But no—they fell, even more rapidly than they rose, till their grace and their cultivation, for them they could not lose, made them the willing ministers to the luxury, the frivolity, the sentimentality, the vice of the whole old world—the Scapia or Figaro of the old world—infinitely able, but with all his ability consecrated to the service of his own base self. The Greekling—as Juvenal has it—in want of a dinner, would climb somehow to heaven itself, at the bidding of his Roman master.
Ah, what a fall! And what was the inherent weakness which caused that fall?
I say at once—want of honesty. The Greek was not to be depended on; if it suited him, he would lie, betray, overreach, change sides, and think it no sin. He was the sharpest of men. Sharp practice, in our modern sense of the word, was the very element in which he floated. Any scholar knows it. In the grand times of Marathon and Salamis, down to the disastrous times of the Peloponnesian war and the thirty tyrants, no public man’s hands were clean, with the exception, perhaps, of that Aristides, who was banished because men were tired of hearing him called the Just. The exciting cause of the Peloponnesian war, and the consequent downfall of Athens, was not merely the tyranny she exercised over the states allied to her, it was the sharp practice of the Athenians, in misappropriating the tribute paid by the allies to the decoration of Athens. And in laying the foundations of the Parthenon was sown, by a just judgment, the seed of ruin for the state which gloried in it. And if the rulers were such, what were the people? If the free were such, what were the slaves?
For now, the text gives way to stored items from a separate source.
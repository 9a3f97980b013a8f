// Simply contains the default YAML config for generation and the built-in
// header templates.
pub const DEFAULT_CONFIG: &str = r##"
# Name written into the Author field of every header.
author: Your Name Here

# Copyright holder, usually a company or your own name again.
company: Your Company

# Copyright year. Leave empty to always use the current year.
year: ""

# Only files with these extensions get a header. An empty list means
# every file is considered.
extensions:
  - .ts
  - .vue

# Directories with these names are never descended into.
exclude_dirs:
  - node_modules
  - .git
  - dist

# Wrap long header lines (like a lengthy description) at this column.
# columns: 80

# Enable the larger Vue/TypeScript rule set (layouts, pages, router, api,
# models, tests, ...) and language aware fallback descriptions.
extended_rules: false

# Which template applies to which extension. Anything not listed uses
# the "default" template.
template_keys:
  .vue: vue
  .py: hash
  .sh: hash

# Header templates. When this section is missing the built-in templates
# are used. Available placeholders are {{FILE_NAME}}, {{AUTHOR}},
# {{COMPANY}}, {{YEAR}} and {{DESCRIPTION}}. A template is either a
# string, a list of lines, or a map with a body and a marker. The marker
# is the text used to recognise an existing header, when omitted it is
# taken from the line holding {{FILE_NAME}}.
#
# templates:
#   default: |
#     /*
#     File Name: {{FILE_NAME}}
#     Author: {{AUTHOR}}
#     Description: {{DESCRIPTION}}
#     Copyright (c) {{YEAR}} {{COMPANY}}
#     */
#   vue:
#     marker: "File Name:"
#     body:
#       - "<!--"
#       - "File Name: {{FILE_NAME}}"
#       - "Description: {{DESCRIPTION}}"
#       - "-->"
"##;

pub const DEFAULT_TEMPLATES: &str = r##"
default: |
  /*
  File Name: {{FILE_NAME}}
  Author: {{AUTHOR}}
  Description: {{DESCRIPTION}}
  Copyright (c) {{YEAR}} {{COMPANY}}

  Permission is hereby granted, free of charge, to any person obtaining a copy
  of this software and associated documentation files (the 'Software'), to deal
  in the Software without restriction, including without limitation the rights
  to use, copy, modify, merge, publish, distribute, sublicense, and/or sell
  copies of the Software, and to permit persons to whom the Software is
  furnished to do so, subject to the following conditions:

  The above copyright notice and this permission notice shall be included in
  all copies or substantial portions of the Software.

  THE SOFTWARE IS PROVIDED 'AS IS', WITHOUT WARRANTY OF ANY KIND, EXPRESS OR
  IMPLIED, INCLUDING BUT NOT LIMITED TO THE WARRANTIES OF MERCHANTABILITY,
  FITNESS FOR A PARTICULAR PURPOSE AND NONINFRINGEMENT. IN NO EVENT SHALL THE
  AUTHORS OR COPYRIGHT HOLDERS BE LIABLE FOR ANY CLAIM, DAMAGES OR OTHER
  LIABILITY, WHETHER IN AN ACTION OF CONTRACT, TORT OR OTHERWISE, ARISING FROM,
  OUT OF OR IN CONNECTION WITH THE SOFTWARE OR THE USE OR OTHER DEALINGS IN
  THE SOFTWARE.
  */
vue: |
  <!--
  /**
  File Name: {{FILE_NAME}}
  Author: {{AUTHOR}}
  Description: {{DESCRIPTION}}
  Copyright (c) {{YEAR}} {{COMPANY}}

  Permission is hereby granted, free of charge, to any person obtaining a copy
  of this software and associated documentation files (the 'Software'), to deal
  in the Software without restriction, including without limitation the rights
  to use, copy, modify, merge, publish, distribute, sublicense, and/or sell
  copies of the Software, and to permit persons to whom the Software is
  furnished to do so, subject to the following conditions:

  The above copyright notice and this permission notice shall be included in
  all copies or substantial portions of the Software.

  THE SOFTWARE IS PROVIDED 'AS IS', WITHOUT WARRANTY OF ANY KIND, EXPRESS OR
  IMPLIED, INCLUDING BUT NOT LIMITED TO THE WARRANTIES OF MERCHANTABILITY,
  FITNESS FOR A PARTICULAR PURPOSE AND NONINFRINGEMENT. IN NO EVENT SHALL THE
  AUTHORS OR COPYRIGHT HOLDERS BE LIABLE FOR ANY CLAIM, DAMAGES OR OTHER
  LIABILITY, WHETHER IN AN ACTION OF CONTRACT, TORT OR OTHERWISE, ARISING FROM,
  OUT OF OR IN CONNECTION WITH THE SOFTWARE OR THE USE OR OTHER DEALINGS IN
  THE SOFTWARE.
  */
  -->
hash:
  - "#"
  - "# File Name: {{FILE_NAME}}"
  - "# Author: {{AUTHOR}}"
  - "# Description: {{DESCRIPTION}}"
  - "# Copyright (c) {{YEAR}} {{COMPANY}}"
  - "#"
  - "# Permission is hereby granted, free of charge, to any person obtaining a copy"
  - "# of this software and associated documentation files (the 'Software'), to deal"
  - "# in the Software without restriction, including without limitation the rights"
  - "# to use, copy, modify, merge, publish, distribute, sublicense, and/or sell"
  - "# copies of the Software, and to permit persons to whom the Software is"
  - "# furnished to do so, subject to the following conditions:"
  - "#"
  - "# The above copyright notice and this permission notice shall be included in"
  - "# all copies or substantial portions of the Software."
  - "#"
  - "# THE SOFTWARE IS PROVIDED 'AS IS', WITHOUT WARRANTY OF ANY KIND, EXPRESS OR"
  - "# IMPLIED, INCLUDING BUT NOT LIMITED TO THE WARRANTIES OF MERCHANTABILITY,"
  - "# FITNESS FOR A PARTICULAR PURPOSE AND NONINFRINGEMENT. IN NO EVENT SHALL THE"
  - "# AUTHORS OR COPYRIGHT HOLDERS BE LIABLE FOR ANY CLAIM, DAMAGES OR OTHER"
  - "# LIABILITY, WHETHER IN AN ACTION OF CONTRACT, TORT OR OTHERWISE, ARISING FROM,"
  - "# OUT OF OR IN CONNECTION WITH THE SOFTWARE OR THE USE OR OTHER DEALINGS IN"
  - "# THE SOFTWARE."
  - "#"
"##;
Hence, weakness at home and abroad, mistrust of generals and admirals, paralysing all bold and clear action, peculations and corruptions at home, internecine wars between factions inside states, and between states or groups of states, revolutions followed by despotism, and final exhaustion and slavery,—
slavery to a people who were coming across the western sea, hard-headed, hard-hearted, caring nothing for art, or science, whose pleasures were coarse and cruel, but with a certain rough honesty, reverence for country, for law, and for the ties of a family—men of a somewhat old English type, who had over and above, like the English, the inspiring belief that they could conquer the whole world, and who very nearly succeeded in that—as we have, to our great blessing, not succeeded—I mean, of course, the Romans.
LECTURE III.
THE FIRST DISCOVERY OF AMERICA.
Let me begin this lecture with a scene in the North Atlantic 863 years since.
‘Bjarne Grimolfson was blown with his ship into the Irish Ocean; and there came worms and the ship began to sink under them. They had a boat which they had payed with seals’ blubber, for that the sea-worms will not hurt. But when they got into the boat they saw that it would not hold them all. Then said Bjarne, “As the boat will only hold the half of us, my advice is that we should draw lots who shall go in her; for that will not be unworthy of our manhood.” This advice seemed so good that none gainsaid it; and they drew lots. And the lot fell to Bjarne that he should go in the boat with half his crew. But as he got into the boat, there spake an Icelander who was in the ship and had followed Bjarne from Iceland, “Art thou going to leave me here, Bjarne?” Quoth Bjarne, “So it must be.” Then said the man, “Another thing didst thou promise my father, when I
sailed with thee from Iceland, than to desert me thus. For thou saidst that we both should share the same lot.” Bjarne said, “And that we will not do. Get thou down into the boat, and I will get up into the ship, now I see that thou art so greedy after life.” So Bjarne went up into the ship, and the man down into the boat; and the boat went on its voyage till they came to Dublin in Ireland. But most men say that Bjarne and his comrades perished among the worms; for they were never heard of after.’
This story may serve as a text for my whole lecture. Not only does it smack of the sea-breeze and the salt water like all the finest old Norse sagas: but it gives a glimpse at least, of the nobleness which underlay the grim and often cruel nature of the Norseman. It belongs, too, to the culminating epoch, to the beginning of that era when the Scandinavian peoples had their great times; when the old fierceness of the worshippers of Thor and Odin was tempered, without being effeminated by the Faith of the ‘White Christ,’ till the very men who had been the destroyers of Western Europe became its civilisers.